Exercise: Copy all of the records word for word.

Material for the task:
# # # #

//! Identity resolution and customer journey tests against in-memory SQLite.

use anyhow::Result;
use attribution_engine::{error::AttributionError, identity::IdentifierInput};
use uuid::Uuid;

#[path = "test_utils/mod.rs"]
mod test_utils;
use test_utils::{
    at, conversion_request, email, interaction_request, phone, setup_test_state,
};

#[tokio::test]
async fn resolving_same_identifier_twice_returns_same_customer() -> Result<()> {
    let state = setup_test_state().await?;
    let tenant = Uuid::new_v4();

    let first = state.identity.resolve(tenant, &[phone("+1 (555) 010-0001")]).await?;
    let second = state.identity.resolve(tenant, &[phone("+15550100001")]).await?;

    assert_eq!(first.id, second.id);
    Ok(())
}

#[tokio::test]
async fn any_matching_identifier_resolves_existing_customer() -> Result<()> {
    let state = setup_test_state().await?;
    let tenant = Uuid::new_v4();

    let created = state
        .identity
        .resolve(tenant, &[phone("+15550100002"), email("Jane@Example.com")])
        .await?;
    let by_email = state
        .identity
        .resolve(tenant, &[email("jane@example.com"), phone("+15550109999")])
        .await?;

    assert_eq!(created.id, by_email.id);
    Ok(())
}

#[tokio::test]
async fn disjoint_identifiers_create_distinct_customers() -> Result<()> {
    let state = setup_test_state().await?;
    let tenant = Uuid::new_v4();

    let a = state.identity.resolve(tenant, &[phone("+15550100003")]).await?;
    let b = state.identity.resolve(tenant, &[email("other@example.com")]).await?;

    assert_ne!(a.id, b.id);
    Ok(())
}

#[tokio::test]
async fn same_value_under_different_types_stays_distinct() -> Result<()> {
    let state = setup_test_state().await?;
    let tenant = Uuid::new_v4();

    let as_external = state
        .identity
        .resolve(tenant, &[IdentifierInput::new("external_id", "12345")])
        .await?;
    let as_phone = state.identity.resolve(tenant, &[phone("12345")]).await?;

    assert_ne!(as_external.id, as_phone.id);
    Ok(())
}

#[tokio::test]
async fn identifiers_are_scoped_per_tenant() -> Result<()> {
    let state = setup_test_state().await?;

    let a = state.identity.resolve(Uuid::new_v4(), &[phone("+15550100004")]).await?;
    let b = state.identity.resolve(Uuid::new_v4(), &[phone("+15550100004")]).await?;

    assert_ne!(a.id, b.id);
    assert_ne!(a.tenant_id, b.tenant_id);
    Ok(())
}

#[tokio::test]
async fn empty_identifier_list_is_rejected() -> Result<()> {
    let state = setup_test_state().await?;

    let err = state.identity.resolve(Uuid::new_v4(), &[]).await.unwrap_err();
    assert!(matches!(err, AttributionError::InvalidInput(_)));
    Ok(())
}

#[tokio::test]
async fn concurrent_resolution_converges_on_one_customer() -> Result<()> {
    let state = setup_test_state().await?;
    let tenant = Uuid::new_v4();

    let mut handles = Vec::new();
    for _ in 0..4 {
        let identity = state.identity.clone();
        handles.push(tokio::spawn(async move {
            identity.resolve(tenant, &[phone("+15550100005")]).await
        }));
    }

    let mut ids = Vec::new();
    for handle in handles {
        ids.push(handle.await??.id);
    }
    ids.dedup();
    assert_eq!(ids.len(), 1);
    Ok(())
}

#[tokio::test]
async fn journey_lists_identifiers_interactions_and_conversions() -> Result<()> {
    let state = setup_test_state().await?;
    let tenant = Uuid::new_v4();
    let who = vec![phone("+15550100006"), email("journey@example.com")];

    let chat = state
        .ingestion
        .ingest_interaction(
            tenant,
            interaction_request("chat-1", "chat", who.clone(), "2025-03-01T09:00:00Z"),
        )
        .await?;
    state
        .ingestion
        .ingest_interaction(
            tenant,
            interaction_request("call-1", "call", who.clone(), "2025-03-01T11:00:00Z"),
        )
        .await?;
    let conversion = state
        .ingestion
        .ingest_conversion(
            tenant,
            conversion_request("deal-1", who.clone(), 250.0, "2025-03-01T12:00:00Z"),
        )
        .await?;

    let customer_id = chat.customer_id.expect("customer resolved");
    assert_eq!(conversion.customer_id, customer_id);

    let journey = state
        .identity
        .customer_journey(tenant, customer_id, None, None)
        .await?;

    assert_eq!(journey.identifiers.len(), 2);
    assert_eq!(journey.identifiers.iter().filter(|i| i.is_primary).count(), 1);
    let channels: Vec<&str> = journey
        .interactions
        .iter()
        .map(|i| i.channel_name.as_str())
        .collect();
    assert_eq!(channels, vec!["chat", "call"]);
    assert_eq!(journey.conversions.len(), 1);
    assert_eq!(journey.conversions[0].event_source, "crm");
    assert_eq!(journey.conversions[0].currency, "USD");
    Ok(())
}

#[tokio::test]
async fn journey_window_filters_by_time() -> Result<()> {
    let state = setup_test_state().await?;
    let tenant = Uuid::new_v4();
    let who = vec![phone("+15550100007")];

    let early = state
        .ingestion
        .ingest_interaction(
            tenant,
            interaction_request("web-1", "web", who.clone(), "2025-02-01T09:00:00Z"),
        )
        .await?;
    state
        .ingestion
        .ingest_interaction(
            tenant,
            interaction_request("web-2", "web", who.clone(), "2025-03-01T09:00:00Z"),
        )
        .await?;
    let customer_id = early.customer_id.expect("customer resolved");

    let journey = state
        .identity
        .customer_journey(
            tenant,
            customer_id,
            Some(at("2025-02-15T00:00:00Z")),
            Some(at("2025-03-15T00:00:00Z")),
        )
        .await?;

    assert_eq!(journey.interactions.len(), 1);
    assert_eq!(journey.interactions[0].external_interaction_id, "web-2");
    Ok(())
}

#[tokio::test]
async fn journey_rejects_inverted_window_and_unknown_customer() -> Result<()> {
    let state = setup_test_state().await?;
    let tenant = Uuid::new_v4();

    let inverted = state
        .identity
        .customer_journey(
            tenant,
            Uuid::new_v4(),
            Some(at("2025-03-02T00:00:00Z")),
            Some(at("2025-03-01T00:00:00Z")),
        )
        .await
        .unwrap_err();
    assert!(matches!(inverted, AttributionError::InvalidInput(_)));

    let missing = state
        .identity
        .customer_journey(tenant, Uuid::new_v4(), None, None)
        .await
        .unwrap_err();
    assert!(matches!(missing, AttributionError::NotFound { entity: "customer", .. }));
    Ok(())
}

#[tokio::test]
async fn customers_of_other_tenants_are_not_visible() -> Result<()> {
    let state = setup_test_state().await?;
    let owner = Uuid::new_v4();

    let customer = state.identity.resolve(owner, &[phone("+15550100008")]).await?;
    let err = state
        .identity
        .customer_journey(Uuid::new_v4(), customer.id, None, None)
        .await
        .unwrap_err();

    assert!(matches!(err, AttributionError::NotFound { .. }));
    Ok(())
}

# # # #

Exercise result:
//! Identity resolution and customer journey tests against in-memory SQLite.

use anyhow::Result;
use attribution_engine::{error::AttributionError, identity::IdentifierInput};
use uuid::Uuid;

#[path = "test_utils/mod.rs"]
mod test_utils;
use test_utils::{
    at, conversion_request, email, interaction_request, phone, setup_test_state,
};

#[tokio::test]
async fn resolving_same_identifier_twice_returns_same_customer() -> Result<()> {
    let state = setup_test_state().await?;
    let tenant = Uuid::new_v4();

    let first = state.identity.resolve(tenant, &[phone("+1 (555) 010-0001")]).await?;
    let second = state.identity.resolve(tenant, &[phone("+15550100001")]).await?;

    assert_eq!(first.id, second.id);
    Ok(())
}

#[tokio::test]
async fn any_matching_identifier_resolves_existing_customer() -> Result<()> {
    let state = setup_test_state().await?;
    let tenant = Uuid::new_v4();

    let created = state
        .identity
        .resolve(tenant, &[phone("+15550100002"), email("Jane@Example.com")])
        .await?;
    let by_email = state
        .identity
        .resolve(tenant, &[email("jane@example.com"), phone("+15550109999")])
        .await?;

    assert_eq!(created.id, by_email.id);
    Ok(())
}

#[tokio::test]
async fn disjoint_identifiers_create_distinct_customers() -> Result<()> {
    let state = setup_test_state().await?;
    let tenant = Uuid::new_v4();

    let a = state.identity.resolve(tenant, &[phone("+15550100003")]).await?;
    let b = state.identity.resolve(tenant, &[email("other@example.com")]).await?;

    assert_ne!(a.id, b.id);
    Ok(())
}

#[tokio::test]
async fn same_value_under_different_types_stays_distinct() -> Result<()> {
    let state = setup_test_state().await?;
    let tenant = Uuid::new_v4();

    let as_external = state
        .identity
        .resolve(tenant, &[IdentifierInput::new("external_id", "12345")])
        .await?;
    let as_phone = state.identity.resolve(tenant, &[phone("12345")]).await?;

    assert_ne!(as_external.id, as_phone.id);
    Ok(())
}

#[tokio::test]
async fn identifiers_are_scoped_per_tenant() -> Result<()> {
    let state = setup_test_state().await?;

    let a = state.identity.resolve(Uuid::new_v4(), &[phone("+15550100004")]).await?;
    let b = state.identity.resolve(Uuid::new_v4(), &[phone("+15550100004")]).await?;

    assert_ne!(a.id, b.id);
    assert_ne!(a.tenant_id, b.tenant_id);
    Ok(())
}

#[tokio::test]
async fn empty_identifier_list_is_rejected() -> Result<()> {
    let state = setup_test_state().await?;

    let err = state.identity.resolve(Uuid::new_v4(), &[]).await.unwrap_err();
    assert!(matches!(err, AttributionError::InvalidInput(_)));
    Ok(())
}

#[tokio::test]
async fn concurrent_resolution_converges_on_one_customer() -> Result<()> {
    let state = setup_test_state().await?;
    let tenant = Uuid::new_v4();

    let mut handles = Vec::new();
    for _ in 0..4 {
        let identity = state.identity.clone();
        handles.push(tokio::spawn(async move {
            identity.resolve(tenant, &[phone("+15550100005")]).await
        }));
    }

    let mut ids = Vec::new();
    for handle in handles {
        ids.push(handle.await??.id);
    }
    ids.dedup();
    assert_eq!(ids.len(), 1);
    Ok(())
}

#[tokio::test]
async fn journey_lists_identifiers_interactions_and_conversions() -> Result<()> {
    let state = setup_test_state().await?;
    let tenant = Uuid::new_v4();
    let who = vec![phone("+15550100006"), email("journey@example.com")];

    let chat = state
        .ingestion
        .ingest_interaction(
            tenant,
            interaction_request("chat-1", "chat", who.clone(), "2025-03-01T09:00:00Z"),
        )
        .await?;
    state
        .ingestion
        .ingest_interaction(
            tenant,
            interaction_request("call-1", "call", who.clone(), "2025-03-01T11:00:00Z"),
        )
        .await?;
    let conversion = state
        .ingestion
        .ingest_conversion(
            tenant,
            conversion_request("deal-1", who.clone(), 250.0, "2025-03-01T12:00:00Z"),
        )
        .await?;

    let customer_id = chat.customer_id.expect("customer resolved");
    assert_eq!(conversion.customer_id, customer_id);

    let journey = state
        .identity
        .customer_journey(tenant, customer_id, None, None)
        .await?;

    assert_eq!(journey.identifiers.len(), 2);
    assert_eq!(journey.identifiers.iter().filter(|i| i.is_primary).count(), 1);
    let channels: Vec<&str> = journey
        .interactions
        .iter()
        .map(|i| i.channel_name.as_str())
        .collect();
    assert_eq!(channels, vec!["chat", "call"]);
    assert_eq!(journey.conversions.len(), 1);
    assert_eq!(journey.conversions[0].event_source, "crm");
    assert_eq!(journey.conversions[0].currency, "USD");
    Ok(())
}

#[tokio::test]
async fn journey_window_filters_by_time() -> Result<()> {
    let state = setup_test_state().await?;
    let tenant = Uuid::new_v4();
    let who = vec![phone("+15550100007")];

    let early = state
        .ingestion
        .ingest_interaction(
            tenant,
            interaction_request("web-1", "web", who.clone(), "2025-02-01T09:00:00Z"),
        )
        .await?;
    state
        .ingestion
        .ingest_interaction(
            tenant,
            interaction_request("web-2", "web", who.clone(), "2025-03-01T09:00:00Z"),
        )
        .await?;
    let customer_id = early.customer_id.expect("customer resolved");

    let journey = state
        .identity
        .customer_journey(
            tenant,
            customer_id,
            Some(at("2025-02-15T00:00:00Z")),
            Some(at("2025-03-15T00:00:00Z")),
        )
        .await?;

    assert_eq!(journey.interactions.len(), 1);
    assert_eq!(journey.interactions[0].external_interaction_id, "web-2");
    Ok(())
}

#[tokio::test]
async fn journey_rejects_inverted_window_and_unknown_customer() -> Result<()> {
    let state = setup_test_state().await?;
    let tenant = Uuid::new_v4();

    let inverted = state
        .identity
        .customer_journey(
            tenant,
            Uuid::new_v4(),
            Some(at("2025-03-02T00:00:00Z")),
            Some(at("2025-03-01T00:00:00Z")),
        )
        .await
        .unwrap_err();
    assert!(matches!(inverted, AttributionError::InvalidInput(_)));

    let missing = state
        .identity
        .customer_journey(tenant, Uuid::new_v4(), None, None)
        .await
        .unwrap_err();
    assert!(matches!(missing, AttributionError::NotFound { entity: "customer", .. }));
    Ok(())
}

#[tokio::test]
async fn customers_of_other_tenants_are_not_visible() -> Result<()> {
    let state = setup_test_state().await?;
    let owner = Uuid::new_v4();

    let customer = state.identity.resolve(owner, &[phone("+15550100008")]).await?;
    let err = state
        .identity
        .customer_journey(Uuid::new_v4(), customer.id, None, None)
        .await
        .unwrap_err();

    assert!(matches!(err, AttributionError::NotFound { .. }));
    Ok(())
}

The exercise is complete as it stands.